Pour un premier roman, vous n’avez pas choisi la facilité ! Comment est née l’intrigue de Collisions ? Était-elle prévue à l’avance?

J’ai toujours écrit. Je commençais souvent des histoires mais je n’avais jamais réussi à les mener jusqu’au bout. Cela m’a permis de m’essayer à plusieurs styles d’écriture. Toutes ces ébauches ont, bien entendu, fini au fond de la corbeille. L’intrigue de ce premier roman « achevé » m’est venue il y a plusieurs années. À l’époque, j’étais en période de transition dans ma vie et j’avais du temps libre. Je me suis demandée ce que pouvaient ressentir des personnes lambda confrontées à des situations extrêmes, ce qui poussait certains à agir et les motivait dans leurs choix. J’ai eu envie d’écrire sur ce sujet… Voilà comment est née l’histoire. L’intrigue s’est construite au fur et à mesure des pages. Je voulais moi-même être surprise par les rebondissements. En gros, j’ai laissé le temps à mon histoire de mûrir et d’évoluer par elle-même jusqu’à ce que la lectrice que je suis en soit parfaitement satisfaite.


Collisions est un roman choral avec de nombreux personnages.
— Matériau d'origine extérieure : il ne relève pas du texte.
//! CLI entrypoint for translation-comparator
//!
//! This is the main binary that wires together all layers using
//! dependency injection.

use anyhow::{Context, Result, bail};
use clap::{CommandFactory, Parser};
use comparator_application::{
    CompareProvidersUseCase, CompositeOutcomeSink, FanOutRequest, OutcomeSink, ProviderRegistry,
};
use comparator_domain::{
    ComparisonMode, ProviderDescriptor, ProviderId, ProviderKind, Prompt, PromptTemplate,
    language_name,
};
use comparator_infrastructure::{
    ConfigLoader, FileConfig, JsonlOutcomeLogger, UsageTracker, build_registry,
};
use comparator_presentation::{
    Cli, Command, ComparisonBoard, ConsoleFormatter, OutputFormat, ProgressReporter,
    SimpleProgress,
};
use std::io::IsTerminal;
use std::path::Path;
use std::sync::Arc;
use tokio_util::sync::CancellationToken;
use tracing::{info, warn};
use tracing_appender::non_blocking::WorkerGuard;
use tracing_subscriber::layer::SubscriberExt;
use tracing_subscriber::util::SubscriberInitExt;
use tracing_subscriber::{EnvFilter, fmt};

#[tokio::main]
async fn main() -> Result<()> {
    let cli = Cli::parse();

    // Held until exit so buffered file logs are flushed
    let _log_guard = init_logging(cli.verbose, cli.log_dir.as_deref());

    info!("Starting translation-comparator");

    if cli.show_config {
        ConfigLoader::print_config_sources();
        return Ok(());
    }

    let Some(command) = cli.command.clone() else {
        Cli::command().print_help()?;
        println!();
        return Ok(());
    };

    // === Load Configuration ===
    let config = if cli.no_config {
        ConfigLoader::load_defaults()
    } else {
        ConfigLoader::load(cli.config.as_ref()).context("Failed to load configuration")?
    };
    config.validate().context("Invalid configuration")?;

    // === Dependency Injection ===
    let client = config
        .http
        .build_client()
        .context("Failed to build HTTP client")?;
    let registry = Arc::new(build_registry(&config, &client, |name| {
        std::env::var(name).ok()
    }));
    let tracker = match config.telemetry.usage_file_path() {
        Some(path) => UsageTracker::load(path),
        None => UsageTracker::in_memory(),
    };
    let use_case = CompareProvidersUseCase::new(Arc::clone(&registry), config.to_behavior_config());

    match command {
        Command::Translate { text, from, to } => {
            let source = from.unwrap_or_else(|| config.comparison.source_language.clone());
            let code = to.unwrap_or_else(|| config.comparison.target_language.clone());
            let target = language_name(&code)?;
            run_comparison(
                &cli,
                &config,
                &use_case,
                &tracker,
                ComparisonMode::Translate,
                &text,
                &source,
                target,
            )
            .await?;
        }
        Command::Grammar {
            text,
            from,
            response_language,
        } => {
            let source = from.unwrap_or_else(|| config.comparison.source_language.clone());
            let response = response_language
                .unwrap_or_else(|| config.comparison.response_language.clone());
            run_comparison(
                &cli,
                &config,
                &use_case,
                &tracker,
                ComparisonMode::Grammar,
                &text,
                &source,
                &response,
            )
            .await?;
        }
        Command::Usage {
            text,
            from,
            response_language,
        } => {
            let source = from.unwrap_or_else(|| config.comparison.source_language.clone());
            let response = response_language
                .unwrap_or_else(|| config.comparison.response_language.clone());
            run_comparison(
                &cli,
                &config,
                &use_case,
                &tracker,
                ComparisonMode::Usage,
                &text,
                &source,
                &response,
            )
            .await?;
        }
        Command::FollowUp {
            question,
            original_prompt,
            original_response,
        } => {
            let [provider] = cli.providers.as_slice() else {
                bail!("follow-up needs exactly one provider (-p <ID>)");
            };
            let provider_id = ProviderId::from(provider.as_str());
            let prompt = Prompt::new(PromptTemplate::follow_up(
                &original_prompt,
                &original_response,
                &question,
            ))?;

            let answer = tokio::select! {
                result = use_case.call_single_with_telemetry(&provider_id, &prompt, &tracker) => result,
                _ = tokio::signal::ctrl_c() => bail!("Interrupted"),
            };
            save_usage(&tracker);
            let answer = answer?;

            let display_name = registry
                .get(&provider_id)
                .map(|p| p.descriptor().display_name.clone())
                .unwrap_or_else(|| provider_id.to_string());
            match cli.output {
                OutputFormat::Text => println!(
                    "{}",
                    ConsoleFormatter::format_follow_up(&display_name, &question, &answer)
                ),
                OutputFormat::Json => println!(
                    "{}",
                    serde_json::json!({
                        "provider_id": provider_id,
                        "question": question,
                        "answer": answer,
                    })
                ),
            }
        }
        Command::Providers => {
            let providers = provider_listing(&config, &registry);
            match cli.output {
                OutputFormat::Text => print!("{}", ConsoleFormatter::format_providers(&providers)),
                OutputFormat::Json => {
                    println!("{}", ConsoleFormatter::format_providers_json(&providers))
                }
            }
        }
        Command::Stats { reset } => {
            if reset {
                tracker.reset();
                tracker.save().context("Failed to save usage")?;
                println!("Usage statistics cleared.");
                return Ok(());
            }
            let summary = tracker.summary();
            match cli.output {
                OutputFormat::Text => print!("{}", ConsoleFormatter::format_usage(&summary)),
                OutputFormat::Json => println!("{}", ConsoleFormatter::format_usage_json(&summary)),
            }
        }
    }

    Ok(())
}

#[allow(clippy::too_many_arguments)]
async fn run_comparison(
    cli: &Cli,
    config: &FileConfig,
    use_case: &CompareProvidersUseCase,
    tracker: &UsageTracker,
    mode: ComparisonMode,
    text: &str,
    source_language: &str,
    second_language: &str,
) -> Result<()> {
    let prompt = Prompt::new(mode.build_prompt(text, source_language, second_language))?;

    let provider_ids: Vec<ProviderId> = if !cli.providers.is_empty() {
        cli.providers.iter().map(|p| ProviderId::from(p.as_str())).collect()
    } else if !config.comparison.providers.is_empty() {
        config
            .comparison
            .providers
            .iter()
            .map(|p| ProviderId::from(p.as_str()))
            .collect()
    } else {
        use_case.registry().default_selection()
    };

    let cancellation = CancellationToken::new();
    let ctrl_c_token = cancellation.clone();
    tokio::spawn(async move {
        if tokio::signal::ctrl_c().await.is_ok() {
            warn!("Interrupted, cancelling outstanding calls");
            ctrl_c_token.cancel();
        }
    });

    let mut request = FanOutRequest::new(prompt, provider_ids).with_cancellation(cancellation);
    for (provider, model) in &cli.models {
        request = request.with_model(provider.as_str(), model.as_str());
    }

    let board = ComparisonBoard::new();
    let progress = ProgressReporter::new();
    let plain_progress = SimpleProgress;
    let outcome_log = cli.outcome_log.as_ref().and_then(JsonlOutcomeLogger::new);

    let mut sink = CompositeOutcomeSink::new(vec![&board as &dyn OutcomeSink]);
    let show_progress = !cli.quiet && cli.output == OutputFormat::Text;
    if show_progress {
        if std::io::stderr().is_terminal() {
            sink.push(&progress);
        } else {
            sink.push(&plain_progress);
        }
    }
    if let Some(logger) = &outcome_log {
        sink.push(logger as &dyn OutcomeSink);
    }

    let report = use_case.fan_out(request, &sink, tracker).await;
    save_usage(tracker);
    let report = report?;
    info!(
        "Comparison finished: {} succeeded, {} failed",
        report.succeeded(),
        report.failed()
    );

    let slots = board.slots();
    match cli.output {
        OutputFormat::Text => {
            let title = match mode {
                ComparisonMode::Translate => format!("Translation to {second_language}"),
                ComparisonMode::Grammar => "Grammar check".to_string(),
                ComparisonMode::Usage => "Usage analysis".to_string(),
            };
            print!("{}", ConsoleFormatter::format_board(&title, text, &slots));
        }
        OutputFormat::Json => println!("{}", ConsoleFormatter::format_board_json(text, &slots)),
    }

    Ok(())
}

/// Every built-in vendor with its configured descriptor and availability
fn provider_listing(
    config: &FileConfig,
    registry: &ProviderRegistry,
) -> Vec<(ProviderDescriptor, bool)> {
    ProviderKind::ALL
        .iter()
        .map(|kind| match registry.get(&ProviderId::from(kind.as_str())) {
            Some(provider) => (provider.descriptor().clone(), true),
            None => (config.providers.entry(*kind).descriptor_for(*kind), false),
        })
        .collect()
}

fn save_usage(tracker: &UsageTracker) {
    if let Err(e) = tracker.save() {
        warn!("Failed to save usage statistics: {}", e);
    }
}

fn init_logging(verbose: u8, log_dir: Option<&Path>) -> Option<WorkerGuard> {
    let level = match verbose {
        0 => "warn",
        1 => "info",
        2 => "debug",
        _ => "trace", // -vvv or more
    };
    let filter = EnvFilter::try_from_default_env().unwrap_or_else(|_| EnvFilter::new(level));

    let console = fmt::layer().with_target(false).with_writer(std::io::stderr);

    let (file, guard) = match log_dir {
        Some(dir) => {
            let appender = tracing_appender::rolling::daily(dir, "translation-comparator.log");
            let (writer, guard) = tracing_appender::non_blocking(appender);
            let layer = fmt::layer().with_ansi(false).with_writer(writer);
            (Some(layer), Some(guard))
        }
        None => (None, None),
    };

    tracing_subscriber::registry()
        .with(filter)
        .with(console)
        .with(file)
        .init();

    guard
}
Y a-t-il un personnage que vous préférez ou dont vous vous sentez plus proche ?

J’aime quand il y a du mouvement, de l’entropie, de la diversité. Le monde est fait de tout cela. Et puis, je voulais trouver un moyen pour que les chemins de ces personnages si opposés se croisent. Je n’ai pas réellement de préférence. Chacun de mes personnages porte un peu de moi. D’autant plus qu’il a fallu que je me projette littéralement dans leur esprit, que je leur donne vie, pour ainsi dire, afin de mieux retranscrire leurs émotions ou mieux orienter leurs choix. Que l’on se rassure, je leur laisse tous leurs écarts de conduite qui sortent tout droit de mon imagination et non pas de mon vécu. Pour le reste, j’avoue m’être fortement inspirée de mon entourage pour affiner certains personnages secondaires, jusqu’à leur façon de parler ou de se déplacer. Mais c’est aussi une question de confort : on écrit plus facilement sur ce que l’on connait.


Avez-vous un prochain projet d’écriture ?

Oui. Évidemment. J’ai mis le doigt dans l’engrenage et suis devenue « addict ». Je n’ai malheureusement pas autant de temps que je le voudrais mais mon statut professionnel me permet de me dégager quelques semaines par an dédiées à l’écriture. Et puis, à mon plus grand étonnement, ce sont mes proches qui m’y incitent. Ils veulent une suite à « Collisions ». J’étudie la question mais ai déjà commencé une autre histoire, qui sort tout droit de mes vieux manuscrits inachevés sans jamais avoir totalement quitté mon esprit. J’espère que cette prochaine histoire saura, elle aussi, prendre vie au fil des pages.